§ Assignment
Check each line of the data below for the word "metadata", then extract the ones that have it.

§ Entries shown
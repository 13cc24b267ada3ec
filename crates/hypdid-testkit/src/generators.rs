//! Proptest generators for property-based testing.

use proptest::prelude::*;
use serde_json::json;

use hypdid_core::{Did, Event, Keypair, PublicKey};

/// Generate a random keypair.
pub fn keypair() -> impl Strategy<Value = Keypair> {
    any::<[u8; 32]>().prop_map(|seed| Keypair::from_seed(&seed))
}

/// Generate a random public key.
///
/// Derived through a keypair so every generated key is a valid Ed25519
/// point, not just random bytes.
pub fn public_key() -> impl Strategy<Value = PublicKey> {
    keypair().prop_map(|kp| kp.public_key())
}

/// Generate a random DID.
pub fn did() -> impl Strategy<Value = Did> {
    public_key().prop_map(|key| Did::from_key(&key))
}

/// Generate a payload-wrapped event with simple scalar fields.
pub fn event() -> impl Strategy<Value = Event> {
    prop::collection::hash_map("[a-z]{1,8}", "[a-zA-Z0-9 ]{0,16}", 0..4).prop_map(|fields| {
        json!({ "payload": fields })
    })
}
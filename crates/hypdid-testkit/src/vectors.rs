//! Golden key-codec vectors.
//!
//! Known key/DID pairs pinning the base64url encoding, so any other
//! implementation of the codec can be checked against the same strings.

use hypdid_core::{decode_key, Did, PublicKey};

/// A known key and its expected DID string.
pub struct GoldenDid {
    pub name: &'static str,
    pub key: [u8; 32],
    pub did: &'static str,
}

/// All golden vectors.
pub fn all_vectors() -> Vec<GoldenDid> {
    vec![
        GoldenDid {
            name: "all-zero key",
            key: [0x00; 32],
            did: "did:hyp:AAAAAAAAAAAAAAAAAAAAAAAAAAAAAAAAAAAAAAAAAAA",
        },
        GoldenDid {
            name: "all-ones key",
            key: [0xff; 32],
            did: "did:hyp:__________________________________________8",
        },
        GoldenDid {
            name: "counting key",
            key: {
                let mut key = [0u8; 32];
                let mut i = 0;
                while i < 32 {
                    key[i] = i as u8;
                    i += 1;
                }
                key
            },
            did: "did:hyp:AAECAwQFBgcICQoLDA0ODxAREhMUFRYXGBkaGxwdHh8",
        },
    ]
}

/// Check every vector in both directions. Panics on the first mismatch.
pub fn verify_all_vectors() {
    for vector in all_vectors() {
        let did = Did::from_key(&PublicKey(vector.key));
        assert_eq!(did.as_str(), vector.did, "encode mismatch: {}", vector.name);

        let decoded = decode_key(did.encoded_key()).unwrap();
        assert_eq!(decoded.0, vector.key, "decode mismatch: {}", vector.name);
    }
}
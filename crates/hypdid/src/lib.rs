//! # hypdid
//!
//! A decentralized identifier registry over append-only replicated logs.
//!
//! Each DID is `did:hyp:` followed by the base64url encoding of an Ed25519
//! public key, and resolves to a document folded from the event log written
//! under that key. Peers holding copies of the logs converge by replicating
//! over a shared discovery topic.
//!
//! [`DidClient`] is the entry point: it binds a log store and a swarm
//! together and exposes create / get / resolve / history plus the session
//! lifecycle.
//!
//! ```no_run
//! use std::sync::Arc;
//! use hypdid::{ClientConfig, DidClient};
//! use hypdid_store::MemoryLogStore;
//! use hypdid_swarm::memory::MemoryNet;
//! use serde_json::{json, Map};
//!
//! # async fn demo() -> hypdid::Result<()> {
//! let config = ClientConfig::new("/var/lib/hypdid");
//! let store = Arc::new(MemoryLogStore::new());
//! let net = MemoryNet::new();
//! let swarm = Arc::new(net.create_swarm(&config.identity_keypair()));
//!
//! let client = DidClient::new(config, store, swarm);
//! client.connect().await?;
//!
//! let mut metadata = Map::new();
//! metadata.insert("type".into(), json!("profile"));
//! let ledger = client.create(metadata).await?;
//! println!("created {}", ledger.did());
//!
//! client.destroy().await?;
//! # Ok(())
//! # }
//! ```

mod client;
mod config;
mod error;

pub use client::DidClient;
pub use config::ClientConfig;
pub use error::{ClientError, Result};

// The pieces callers need alongside the client.
pub use hypdid_core::{Did, Event, Header, Keypair, PublicKey};
pub use hypdid_ledger::Ledger;
pub use hypdid_swarm::{discovery_topic, LogStatus, Status, Topic};
//! Client-level error aggregation.

use thiserror::Error;

use hypdid_core::DidError;
use hypdid_ledger::LedgerError;
use hypdid_store::StoreError;
use hypdid_swarm::ReplicationError;

/// Errors surfaced by [`DidClient`](crate::DidClient).
#[derive(Debug, Error)]
pub enum ClientError {
    #[error(transparent)]
    Did(#[from] DidError),

    #[error(transparent)]
    Ledger(#[from] LedgerError),

    #[error(transparent)]
    Store(#[from] StoreError),

    #[error(transparent)]
    Replication(#[from] ReplicationError),
}

/// Result type for client operations.
pub type Result<T> = std::result::Result<T, ClientError>;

§ Reply to the exercise
//! let mut metadata = Map::new();
//! metadata.insert("type".into(), json!("profile"));
//! let ledger = client.create(metadata).await?;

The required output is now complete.